ASSIGNED TASK.
Look through the records that follow and state how many lines hold the word "Empty", without adding anything.

[Data excerpts]
------------------------------------
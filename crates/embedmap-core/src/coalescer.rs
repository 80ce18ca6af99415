/*
 * coalescer.rs
 * Copyright (c) 2025 Posit, PBC
 *
 * Per-line coalescing of raw segments into final mappings.
 */

//! Per-line coalescing of raw segments into final mappings.
//!
//! Each generated line is walked left to right with an explicit state
//! machine. At most one mapping is pending at a time; several raw segments
//! that land on the same generated column compete for it through
//! [`prefer_candidate`], and the winner is flushed once the walk moves on.

use crate::analyzer::ConstructAnalysis;
use crate::diagnostics::{Diagnostic, DiagnosticCode, Diagnostics};
use crate::host::{HostDocument, SnippetPlacement};
use crate::raw::{CompilerNativeMap, RawSegment};
use serde::Serialize;

/// Which pass produced a mapping.
#[derive(Debug, Clone, Copy, PartialEq, Eq, Serialize)]
#[serde(rename_all = "lowercase")]
pub enum MappingOrigin {
    Coalesced,
    Override,
}

/// A mapping from generated code to the host document. All coordinates are
/// 0-based; the original side is already in host coordinates.
#[derive(Debug, Clone, PartialEq, Eq, Serialize)]
#[serde(rename_all = "camelCase")]
pub struct FinalMapping {
    pub generated_line: usize,
    pub generated_column: usize,
    pub original_line: usize,
    pub original_column: usize,
    pub name: Option<String>,
    pub origin: MappingOrigin,
}

/// The mapping a line is currently holding.
#[derive(Debug, Clone, PartialEq, Eq)]
pub struct PendingMapping {
    pub generated_line: usize,
    pub generated_column: usize,
    pub original_line: usize,
    pub original_column: usize,
    pub name: Option<String>,
}

impl PendingMapping {
    fn into_final(self) -> FinalMapping {
        FinalMapping {
            generated_line: self.generated_line,
            generated_column: self.generated_column,
            original_line: self.original_line,
            original_column: self.original_column,
            name: self.name,
            origin: MappingOrigin::Coalesced,
        }
    }

    /// Take over the original position and name of `other`, keeping the
    /// generated position.
    fn retarget(&mut self, other: PendingMapping) {
        self.original_line = other.original_line;
        self.original_column = other.original_column;
        self.name = other.name;
    }
}

/// Decide whether `candidate` should replace `current` when both sit on the
/// same generated column.
///
/// Rules, first one that discriminates wins:
///
/// 1. a non-whitespace host character beats whitespace (past end of line
///    counts as non-whitespace);
/// 2. on the same host line, the smaller column wins;
/// 3. at the same column, a named candidate beats an unnamed current;
/// 4. on different host lines, the earlier line wins;
/// 5. otherwise the current mapping stays.
pub fn prefer_candidate(
    host: &HostDocument,
    current: &PendingMapping,
    candidate: &PendingMapping,
) -> bool {
    let current_ws = host.is_whitespace_at(current.original_line, current.original_column);
    let candidate_ws = host.is_whitespace_at(candidate.original_line, candidate.original_column);
    if current_ws != candidate_ws {
        return current_ws;
    }
    if candidate.original_line == current.original_line {
        if candidate.original_column != current.original_column {
            return candidate.original_column < current.original_column;
        }
        return candidate.name.is_some() && current.name.is_none();
    }
    candidate.original_line < current.original_line
}

enum LineState {
    Empty,
    Holding(PendingMapping),
}

/// Turns a [`CompilerNativeMap`] into final mappings in host coordinates.
pub struct MappingCoalescer<'a> {
    host: &'a HostDocument,
    placement: SnippetPlacement,
    analysis: &'a ConstructAnalysis,
    adjust_separators: bool,
}

impl<'a> MappingCoalescer<'a> {
    pub fn new(
        host: &'a HostDocument,
        placement: SnippetPlacement,
        analysis: &'a ConstructAnalysis,
        adjust_separators: bool,
    ) -> Self {
        Self {
            host,
            placement,
            analysis,
            adjust_separators,
        }
    }

    pub fn coalesce(
        &self,
        map: &CompilerNativeMap,
        diagnostics: &mut Diagnostics,
    ) -> Vec<FinalMapping> {
        let override_lines = self.analysis.anchor_lines();
        let mut out = Vec::new();
        for (line, segments) in map.lines().iter().enumerate() {
            // Lines holding an override anchor only keep their first segment
            let segments = if override_lines.contains(&line) {
                &segments[..segments.len().min(1)]
            } else {
                segments.as_slice()
            };
            self.coalesce_line(map, line, segments, diagnostics, &mut out);
        }
        tracing::debug!(mappings = out.len(), "Coalesced raw segments");
        out
    }

    fn coalesce_line(
        &self,
        map: &CompilerNativeMap,
        line: usize,
        segments: &[RawSegment],
        diagnostics: &mut Diagnostics,
        out: &mut Vec<FinalMapping>,
    ) {
        let mut state = LineState::Empty;
        let mut column: usize = 0;

        for segment in segments {
            if let Some(delta) = segment.delta() {
                let Some(next) = column.checked_add(delta) else {
                    diagnostics.push(
                        Diagnostic::new(
                            DiagnosticCode::MalformedSegment,
                            format!("column delta {} overflows the generated column", delta),
                        )
                        .at_generated(line, column),
                    );
                    // The rest of the line has no usable columns
                    break;
                };
                column = next;
            }
            let protected = self.analysis.protected.contains_strictly(line, column);

            match segment {
                RawSegment::Malformed { reason, .. } => {
                    diagnostics.push(
                        Diagnostic::new(DiagnosticCode::MalformedSegment, reason.clone())
                            .at_generated(line, column),
                    );
                }
                RawSegment::Advance { .. } if protected => {}
                RawSegment::Mapped { .. } if protected => {}
                RawSegment::Advance { delta } => {
                    if *delta > 1 {
                        if let LineState::Holding(pending) =
                            std::mem::replace(&mut state, LineState::Empty)
                        {
                            self.flush_range(pending, column, *delta, out);
                        }
                    }
                }
                RawSegment::Mapped {
                    original_line,
                    original_column,
                    name_index,
                    ..
                } => {
                    let name = name_index.and_then(|idx| map.name(idx));
                    if name.is_some_and(|n| self.analysis.is_synthetic(n)) {
                        continue;
                    }
                    let Some(candidate) = self.translate(
                        line,
                        column,
                        *original_line,
                        *original_column,
                        name,
                        diagnostics,
                    ) else {
                        continue;
                    };
                    state = match state {
                        LineState::Empty => LineState::Holding(candidate),
                        LineState::Holding(mut pending) if pending.generated_column == column => {
                            if prefer_candidate(self.host, &pending, &candidate) {
                                pending.retarget(candidate);
                            }
                            LineState::Holding(pending)
                        }
                        LineState::Holding(pending) => {
                            out.push(pending.into_final());
                            LineState::Holding(candidate)
                        }
                    };
                }
            }
        }

        if let LineState::Holding(pending) = state {
            out.push(pending.into_final());
        }
    }

    /// Emit a pending mapping as a range ending `delta` columns later.
    fn flush_range(
        &self,
        pending: PendingMapping,
        end_column: usize,
        delta: usize,
        out: &mut Vec<FinalMapping>,
    ) {
        let line_len = self.host.line_len(pending.original_line).unwrap_or(0);
        let end = FinalMapping {
            generated_line: pending.generated_line,
            generated_column: end_column,
            original_line: pending.original_line,
            original_column: pending.original_column.saturating_add(delta).min(line_len),
            name: pending.name.clone(),
            origin: MappingOrigin::Coalesced,
        };
        out.push(pending.into_final());
        out.push(end);
    }

    fn translate(
        &self,
        generated_line: usize,
        generated_column: usize,
        snippet_line: usize,
        snippet_column: usize,
        name: Option<&str>,
        diagnostics: &mut Diagnostics,
    ) -> Option<PendingMapping> {
        let Some(pos) = self.placement.snippet_to_host(
            self.host,
            snippet_line,
            snippet_column,
            self.adjust_separators,
        ) else {
            diagnostics.push(
                Diagnostic::new(
                    DiagnosticCode::OutOfBounds,
                    format!(
                        "host has {} lines, segment points at snippet line {}",
                        self.host.line_count(),
                        snippet_line
                    ),
                )
                .at_generated(generated_line, generated_column)
                .on_host_line(self.placement.host_line(snippet_line)),
            );
            return None;
        };
        Some(PendingMapping {
            generated_line,
            generated_column,
            original_line: pos.line,
            original_column: pos.column,
            name: name.map(str::to_string),
        })
    }
}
------------------------------------
RESPONSE TO THIS TASK.
4